Global oil production capacity increases, especially from unconventional U.S. oil, are accelerating so quickly that output could jump almost 20% by 2020, which could dramatically reduce and possibly collapse oil prices, according to an analysis by a Harvard Kennedy School researcher and former oil industry executive.

The findings are based on a field-by-field review of the oil formations and exploration projects around the world conducted by Leonardo Maugeri, a former Eni SpA executive and now a fellow in the Geopolitics of Energy Project in the Kennedy School’s Belfer Center for Science and International Affairs.

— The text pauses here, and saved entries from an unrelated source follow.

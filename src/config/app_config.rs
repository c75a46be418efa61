use std::path::PathBuf;
use std::time::Duration;

use serde::Deserialize;

use crate::domain::lookup::LookupKind;
use crate::domain::scoring::ScoringWeights;
use crate::infrastructure::cache::{BackingStoreConfig, BackingStoreType, CacheStoreConfig};
use crate::infrastructure::lookup::{HttpSourceConfig, LookupServiceConfig};

#[derive(Debug, Clone, Default, Deserialize)]
#[serde(default)]
pub struct AppConfig {
    pub logging: LoggingConfig,
    pub cache: CacheConfig,
    pub scoring: ScoringWeights,
    pub api: ApiConfig,
}

#[derive(Debug, Clone, Deserialize)]
#[serde(default)]
pub struct LoggingConfig {
    pub level: String,
    pub format: LogFormat,
}

#[derive(Debug, Clone, Deserialize, Default, PartialEq, Eq)]
#[serde(rename_all = "lowercase")]
pub enum LogFormat {
    #[default]
    Pretty,
    Json,
}

#[derive(Debug, Clone, Deserialize)]
#[serde(default)]
pub struct CacheConfig {
    pub backend: BackingStoreType,
    pub namespace: String,
    pub directory: PathBuf,
    pub redis_url: Option<String>,
    pub max_entries: usize,
    pub default_ttl_secs: u64,
    pub background_refresh: bool,
}

#[derive(Debug, Clone, Deserialize)]
#[serde(default)]
pub struct ApiConfig {
    pub base_url: String,
    pub materia_medica_path: String,
    pub repertory_path: String,
    pub timeout_secs: u64,
    pub token: Option<String>,
}

impl Default for LoggingConfig {
    fn default() -> Self {
        Self {
            level: "warn".to_string(),
            format: LogFormat::default(),
        }
    }
}

impl Default for CacheConfig {
    fn default() -> Self {
        Self {
            backend: BackingStoreType::default(),
            namespace: "remedies".to_string(),
            directory: PathBuf::from(".homeopathika"),
            redis_url: None,
            max_entries: 200,
            default_ttl_secs: 24 * 3600,
            background_refresh: true,
        }
    }
}

impl Default for ApiConfig {
    fn default() -> Self {
        let http = HttpSourceConfig::default();

        Self {
            base_url: http.base_url,
            materia_medica_path: http.materia_medica_path,
            repertory_path: http.repertory_path,
            timeout_secs: http.timeout.as_secs(),
            token: None,
        }
    }
}

impl CacheConfig {
    /// Backing store settings; each lookup kind gets its own namespace
    pub fn backing_store(&self, kind: LookupKind) -> BackingStoreConfig {
        BackingStoreConfig {
            store_type: self.backend,
            namespace: format!("{}-{}", self.namespace, kind),
            directory: self.directory.clone(),
            redis_url: self.redis_url.clone(),
        }
    }

    pub fn store(&self) -> CacheStoreConfig {
        CacheStoreConfig::default()
            .with_max_entries(self.max_entries)
            .with_default_ttl(Duration::from_secs(self.default_ttl_secs))
    }

    pub fn lookup(&self, kind: LookupKind) -> LookupServiceConfig {
        let config = LookupServiceConfig::for_kind(kind);
        if self.background_refresh {
            config
        } else {
            config.without_background_refresh()
        }
    }
}

impl ApiConfig {
    pub fn http_source(&self) -> HttpSourceConfig {
        HttpSourceConfig {
            base_url: self.base_url.clone(),
            materia_medica_path: self.materia_medica_path.clone(),
            repertory_path: self.repertory_path.clone(),
            timeout: Duration::from_secs(self.timeout_secs),
            token: self.token.clone().filter(|t| !t.is_empty()),
        }
    }
}

impl AppConfig {
    pub fn load() -> Result<Self, config::ConfigError> {
        let config = config::Config::builder()
            .add_source(config::File::with_name("config/default").required(false))
            .add_source(config::File::with_name("config/local").required(false))
            .add_source(
                config::Environment::with_prefix("HOMEOPATHIKA")
                    .separator("__")
                    .try_parsing(true),
            )
            .build()?;

        config.try_deserialize()
    }
}
//! Maps the API's assorted record shapes into [`RemedyRecord`]
//!
//! Older endpoints wrap results differently and spread the same field over
//! several names. Everything downstream works on the canonical record only.

use serde_json::{Map, Value};

use super::record::{LookupPayload, Proving, RemedyRecord};

const WRAPPER_FIELDS: [&str; 3] = ["results", "data", "remedies"];
const NAME_FIELDS: [&str; 4] = ["remedy", "name", "remedy_name", "title"];
const FAMILY_FIELDS: [&str; 2] = ["family", "kingdom"];

/// Normalizes a raw JSON response body into a payload
pub fn normalize_payload(value: Value) -> LookupPayload {
    match value {
        Value::Array(items) => LookupPayload::Records(items.iter().map(normalize_record).collect()),
        Value::Object(map) => {
            if let Some(inner) = unwrap_wrapper(&map) {
                return normalize_payload(inner.clone());
            }
            LookupPayload::Record(record_from_map(&map))
        }
        Value::String(text) => LookupPayload::Text(text),
        Value::Null => LookupPayload::Text(String::new()),
        other => LookupPayload::Text(other.to_string()),
    }
}

/// Normalizes a single record; non-object values yield a record named after the value
pub fn normalize_record(value: &Value) -> RemedyRecord {
    match value {
        Value::Object(map) => record_from_map(map),
        Value::String(name) => RemedyRecord::named(name.clone()),
        _ => RemedyRecord::default(),
    }
}

fn unwrap_wrapper(map: &Map<String, Value>) -> Option<&Value> {
    if NAME_FIELDS.iter().any(|f| map.contains_key(*f)) {
        return None;
    }

    WRAPPER_FIELDS
        .iter()
        .filter_map(|f| map.get(*f))
        .find(|v| v.is_array() || v.is_object())
}

fn record_from_map(map: &Map<String, Value>) -> RemedyRecord {
    let mut sources = string_list(map.get("sources"), &["author", "title", "name"]);

    if let Some(author) = legacy_source_author(map) {
        if !sources.iter().any(|s| s == &author) {
            sources.push(author);
        }
    }

    RemedyRecord {
        name: first_string(map, &NAME_FIELDS).unwrap_or_default(),
        family: first_string(map, &FAMILY_FIELDS),
        keynotes: string_list(map.get("keynotes"), &["text", "keynote"]),
        summary: first_string(map, &["summary", "description"]),
        sources,
        provings: provings(map.get("provings")),
        confidence: None,
    }
}

fn first_string(map: &Map<String, Value>, fields: &[&str]) -> Option<String> {
    fields
        .iter()
        .filter_map(|f| map.get(*f))
        .filter_map(Value::as_str)
        .map(str::trim)
        .find(|s| !s.is_empty())
        .map(str::to_string)
}

/// Reads an array whose items are strings or objects carrying one of `fields`
fn string_list(value: Option<&Value>, fields: &[&str]) -> Vec<String> {
    let Some(Value::Array(items)) = value else {
        return Vec::new();
    };

    items
        .iter()
        .filter_map(|item| match item {
            Value::String(s) => Some(s.trim().to_string()),
            Value::Object(obj) => first_string(obj, fields),
            _ => None,
        })
        .filter(|s| !s.is_empty())
        .collect()
}

fn legacy_source_author(map: &Map<String, Value>) -> Option<String> {
    let nested = |outer: &str| {
        map.get(outer)
            .and_then(Value::as_object)
            .and_then(|obj| first_string(obj, &["author", "source_author"]))
    };

    first_string(map, &["source_author"])
        .or_else(|| nested("source"))
        .or_else(|| nested("metadata"))
}

fn provings(value: Option<&Value>) -> Vec<Proving> {
    let Some(Value::Array(items)) = value else {
        return Vec::new();
    };

    items
        .iter()
        .filter_map(|item| match item {
            Value::String(text) => Some(Proving::new("", text.trim())),
            Value::Object(obj) => {
                let text = first_string(obj, &["text", "excerpt"])?;
                let source = first_string(obj, &["source", "author"]).unwrap_or_default();
                Some(Proving::new(source, text))
            }
            _ => None,
        })
        .collect()
}

#[cfg(test)]
mod tests {
    use super::*;
    use serde_json::json;

    #[test]
    fn test_canonical_record() {
        let payload = normalize_payload(json!({
            "remedy": "Arsenicum album",
            "family": "Mineral",
            "keynotes": ["restlessness", "fear of death"],
            "sources": ["Kent"],
            "provings": [{"source": "Hahnemann", "text": "Great anguish"}]
        }));

        let LookupPayload::Record(record) = payload else {
            panic!("expected a single record");
        };
        assert_eq!(record.name, "Arsenicum album");
        assert_eq!(record.family.as_deref(), Some("Mineral"));
        assert_eq!(record.keynotes.len(), 2);
        assert_eq!(record.provings[0], Proving::new("Hahnemann", "Great anguish"));
    }

    #[test]
    fn test_wrapped_results_list() {
        let payload = normalize_payload(json!({
            "results": [{"name": "Sulphur"}, {"remedy_name": "Sepia"}],
            "total": 2
        }));

        let names: Vec<_> = payload.records().iter().map(|r| r.name.as_str()).collect();
        assert_eq!(names, vec!["Sulphur", "Sepia"]);
    }

    #[test]
    fn test_legacy_source_author_locations() {
        let flat = normalize_record(&json!({"name": "A", "source_author": "Boericke"}));
        assert_eq!(flat.sources, vec!["Boericke"]);

        let nested = normalize_record(&json!({"name": "B", "source": {"author": "Clarke"}}));
        assert_eq!(nested.sources, vec!["Clarke"]);

        let meta = normalize_record(&json!({
            "name": "C",
            "sources": ["Kent"],
            "metadata": {"source_author": "Allen"}
        }));
        assert_eq!(meta.sources, vec!["Kent", "Allen"]);
    }

    #[test]
    fn test_object_keynotes_and_sources() {
        let record = normalize_record(&json!({
            "name": "Lachesis",
            "kingdom": "Animal",
            "keynotes": [{"text": "left-sided"}, "loquacity", 7],
            "sources": [{"author": "Hering"}, {"title": "Guiding Symptoms"}]
        }));

        assert_eq!(record.family.as_deref(), Some("Animal"));
        assert_eq!(record.keynotes, vec!["left-sided", "loquacity"]);
        assert_eq!(record.sources, vec!["Hering", "Guiding Symptoms"]);
    }

    #[test]
    fn test_malformed_fields_default_to_empty() {
        let record = normalize_record(&json!({
            "name": "Nux vomica",
            "keynotes": "irritable",
            "sources": null,
            "provings": {"text": "not a list"}
        }));

        assert!(record.keynotes.is_empty());
        assert!(record.sources.is_empty());
        assert!(record.provings.is_empty());
    }

    #[test]
    fn test_proving_variants() {
        let record = normalize_record(&json!({
            "name": "Bryonia",
            "provings": ["worse from motion", {"author": "Hahnemann", "excerpt": "dry lips"}, {"source": "x"}]
        }));

        assert_eq!(
            record.provings,
            vec![
                Proving::new("", "worse from motion"),
                Proving::new("Hahnemann", "dry lips"),
            ]
        );
    }

    #[test]
    fn test_scalars_become_text() {
        assert_eq!(normalize_payload(json!("No results")), LookupPayload::Text("No results".into()));
        assert_eq!(normalize_payload(Value::Null), LookupPayload::Text(String::new()));
        assert_eq!(normalize_payload(json!(42)), LookupPayload::Text("42".into()));
    }

    #[test]
    fn test_object_with_name_and_data_is_not_unwrapped() {
        let payload = normalize_payload(json!({"remedy": "Ignatia", "data": [1, 2]}));
        assert_eq!(payload.primary().unwrap().name, "Ignatia");
    }
}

The gains in oil output mostly are attributed to a combination of high prices and new unconventional drilling technologies that have opened up tight oil, oil shale, tar sands and ultra-heavy oil formations. In general, the biggest output increases are projected to be in North America, Venezuela and Brazil, with the “most dramatic increases” involving U.S. unconventional oil, said Maugeri.

“For example, the Bakken and Three Forks fields in North Dakota and Montana could become the equivalent of a Persian Gulf-producing country within the United States,” the research found. “The Bakken formation’s output has grown from a few barrels in 2006 to 530,000 a day in December 2011.”

The surge in production in the Western Hemisphere in the coming years “will in effect leave the region self-sufficient in oil, the global nature of the market makes that all but meaningless except in psychological terms,” he said. The oil and gas industry “will need to make major investments to keep oil production environmentally safe to avoid threatening the new bonanza.”

According to the research, global oil production is forecast to expand from current output of 93 million b/d to 110 million b/d by 2020, which would be the biggest increase in any decade since the 1980s. Significantly, the growth would represent “less than 40% of the new oil production under development globally; more than 60% of the new production will likely reach the market after 2020.”

Gross additional production from the global exploration projects now under way could result in an additional 49 million b/d by 2020, “an increase equivalent to more than half the world’s current 93 million b/d. After adjusting that gross output increase for political and technical risk factors as well as the offsetting depletion rates of current fields, the analysis projects the net increase by 2020 to be about 17.5 b/d.”

A combination of new output in the Western Hemisphere and the emerging growth in other parts of the world “could lead to a sharp drop in oil prices,” Maugeri said, “which if steep enough could lead oil companies to cut back on investment and ultimately slow down oil supplies. But if oil prices remain above about $70/bbl, sufficient investment will occur to sustain continued growth in production, possibly leading to a stable phenomenon of oil overproduction after 2015.”

According to the Energy Information Administration, U.S. crude oil production has jumped from 5.1 million barrels per day in January 2008 to 6.3 million barrels per day in March 2012, up 24% over that time period. That increase pushed the United States’ share of worldwide crude oil production to 7.1% in March 2012, up from 6.0% in early 2008.